Activity
Would you write out the whole listing below exactly as given?

Data provided

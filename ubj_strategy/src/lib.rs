use bytes::Bytes;
use proptest::prelude::*;
use ubj::{vecmap::VecMap, Ubj};

/// arbitrary Bytes for use with proptest
pub fn arb_bs() -> impl Strategy<Value = Bytes> {
    prop::collection::vec(any::<u8>(), 0..40).prop_map(Bytes::from)
}

/// arbitrary non-NaN f32 for use with proptest
pub fn arb_f32() -> impl Strategy<Value = f32> {
    any::<f32>().prop_filter("NaN never compares equal", |f| !f.is_nan())
}

/// arbitrary scalar `Ubj` for use with proptest
pub fn arb_leaf() -> impl Strategy<Value = Ubj> {
    prop_oneof![
        Just(Ubj::Null),
        any::<bool>().prop_map(Ubj::Bool),
        // integers
        any::<i8>().prop_map(Ubj::from),
        any::<u8>().prop_map(Ubj::from),
        any::<i16>().prop_map(Ubj::from),
        any::<u16>().prop_map(Ubj::from),
        any::<i32>().prop_map(Ubj::from),
        // floats
        arb_f32().prop_map(Ubj::from),
        // strings
        any::<u8>().prop_map(Ubj::Char),
        any::<String>().prop_map(Ubj::from),
        "[0-9]{1,12}(\\.[0-9]{1,6})?".prop_map(Ubj::from),
        arb_bs().prop_map(Ubj::from),
    ]
}

/// arbitrary `Ubj` for use with proptest, nested at most five levels deep
pub fn arb_ubj() -> impl Strategy<Value = Ubj> {
    arb_leaf().prop_recursive(
        5,  // max depth
        64, // max nodes
        8,  // max items per collection
        |inner| {
            prop_oneof![
                prop::collection::vec(inner.clone(), 0..8).prop_map(Ubj::from),
                // btree keys are unique
                prop::collection::btree_map(arb_bs(), inner, 0..8)
                    .prop_map(|m| Ubj::Map(VecMap::from(m)))
            ]
        },
    )
}
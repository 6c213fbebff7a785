//! Codec configuration.
//!
//! # Example
//!
//! ```
//! use ubj::prelude::*;
//!
//! let config = Config::new().shape(Shape::Object).max_depth(32);
//!
//! let enc = encode_with(&Ubj::from(vec![1, 2, 3]), &config).unwrap();
//! let dec = decode_with(enc.into(), &config).unwrap();
//!
//! assert_eq!(dec, Ubj::from(vec![1, 2, 3]));
//! ```

/// Default limit on container nesting.
pub const DEFAULT_MAX_DEPTH: usize = 512;

#[derive(Copy, Clone, Debug, Eq, PartialEq, Hash)]
/// What an object-tagged structure decodes into.
pub enum Shape {
    /// Objects decode into an [`Ubj::Array`](crate::Ubj::Array) of their values, in
    /// insertion order. Keys are dropped.
    Array,
    /// Objects decode into an [`Ubj::Map`](crate::Ubj::Map).
    Object,
}

impl Default for Shape {
    fn default() -> Self { Shape::Array }
}

#[derive(Copy, Clone, Debug, Eq, PartialEq)]
/// Settings shared by the encoder and the decoder.
pub struct Config {
    /// Decode target for objects. Ignored when encoding.
    pub shape: Shape,
    /// Maximum number of nested containers.
    pub max_depth: usize,
}

impl Default for Config {
    fn default() -> Self {
        Config {
            shape: Shape::default(),
            max_depth: DEFAULT_MAX_DEPTH,
        }
    }
}

impl Config {
    /// Creates the default configuration.
    pub fn new() -> Self { Self::default() }

    /// Sets the decode target shape.
    pub fn shape(mut self, shape: Shape) -> Self {
        self.shape = shape;
        self
    }

    /// Sets the maximum nesting depth.
    pub fn max_depth(mut self, max_depth: usize) -> Self {
        self.max_depth = max_depth;
        self
    }
}

impl From<Shape> for Config {
    fn from(shape: Shape) -> Self { Config::new().shape(shape) }
}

Finished exercise
filename ubj_strategy/src/lib.rs
use bytes::Bytes;
use proptest::prelude::*;
use ubj::{vecmap::VecMap, Ubj};

/// arbitrary Bytes for use with proptest
pub fn arb_bs() -> impl Strategy<Value = Bytes> {
    prop::collection::vec(any::<u8>(), 0..40).prop_map(Bytes::from)
}

/// arbitrary non-NaN f32 for use with proptest
pub fn arb_f32() -> impl Strategy<Value = f32> {
    any::<f32>().prop_filter("NaN never compares equal", |f| !f.is_nan())
}

/// arbitrary scalar `Ubj` for use with proptest
pub fn arb_leaf() -> impl Strategy<Value = Ubj> {
    prop_oneof![
        Just(Ubj::Null),
        any::<bool>().prop_map(Ubj::Bool),
        // integers
        any::<i8>().prop_map(Ubj::from),
        any::<u8>().prop_map(Ubj::from),
        any::<i16>().prop_map(Ubj::from),
        any::<u16>().prop_map(Ubj::from),
        any::<i32>().prop_map(Ubj::from),
        // floats
        arb_f32().prop_map(Ubj::from),
        // strings
        any::<u8>().prop_map(Ubj::Char),
        any::<String>().prop_map(Ubj::from),
        "[0-9]{1,12}(\\.[0-9]{1,6})?".prop_map(Ubj::from),
        arb_bs().prop_map(Ubj::from),
    ]
}

/// arbitrary `Ubj` for use with proptest, nested at most five levels deep
pub fn arb_ubj() -> impl Strategy<Value = Ubj> {
    arb_leaf().prop_recursive(
        5,  // max depth
        64, // max nodes
        8,  // max items per collection
        |inner| {
            prop_oneof![
                prop::collection::vec(inner.clone(), 0..8).prop_map(Ubj::from),
                // btree keys are unique
                prop::collection::btree_map(arb_bs(), inner, 0..8)
                    .prop_map(|m| Ubj::Map(VecMap::from(m)))
            ]
        },
    )
}
repository 6c213fbebff7a785
//! Codec configuration.
//!
//! # Example
//!
//! ```
//! use ubj::prelude::*;
//!
//! let config = Config::new().shape(Shape::Object).max_depth(32);
//!
//! let enc = encode_with(&Ubj::from(vec![1, 2, 3]), &config).unwrap();
//! let dec = decode_with(enc.into(), &config).unwrap();
//!
//! assert_eq!(dec, Ubj::from(vec![1, 2, 3]));
//! ```

/// Default limit on container nesting.
pub const DEFAULT_MAX_DEPTH: usize = 512;

#[derive(Copy, Clone, Debug, Eq, PartialEq, Hash)]
/// What an object-tagged structure decodes into.
pub enum Shape {
    /// Objects decode into an [`Ubj::Array`](crate::Ubj::Array) of their values, in
    /// insertion order. Keys are dropped.
    Array,
    /// Objects decode into an [`Ubj::Map`](crate::Ubj::Map).
    Object,
}

impl Default for Shape {
    fn default() -> Self { Shape::Array }
}

#[derive(Copy, Clone, Debug, Eq, PartialEq)]
/// Settings shared by the encoder and the decoder.
pub struct Config {
    /// Decode target for objects. Ignored when encoding.
    pub shape: Shape,
    /// Maximum number of nested containers.
    pub max_depth: usize,
}

impl Default for Config {
    fn default() -> Self {
        Config {
            shape: Shape::default(),
            max_depth: DEFAULT_MAX_DEPTH,
        }
    }
}

impl Config {
    /// Creates the default configuration.
    pub fn new() -> Self { Self::default() }

    /// Sets the decode target shape.
    pub fn shape(mut self, shape: Shape) -> Self {
        self.shape = shape;
        self
    }

    /// Sets the maximum nesting depth.
    pub fn max_depth(mut self, max_depth: usize) -> Self {
        self.max_depth = max_depth;
        self
    }
}

impl From<Shape> for Config {
    fn from(shape: Shape) -> Self { Config::new().shape(shape) }
}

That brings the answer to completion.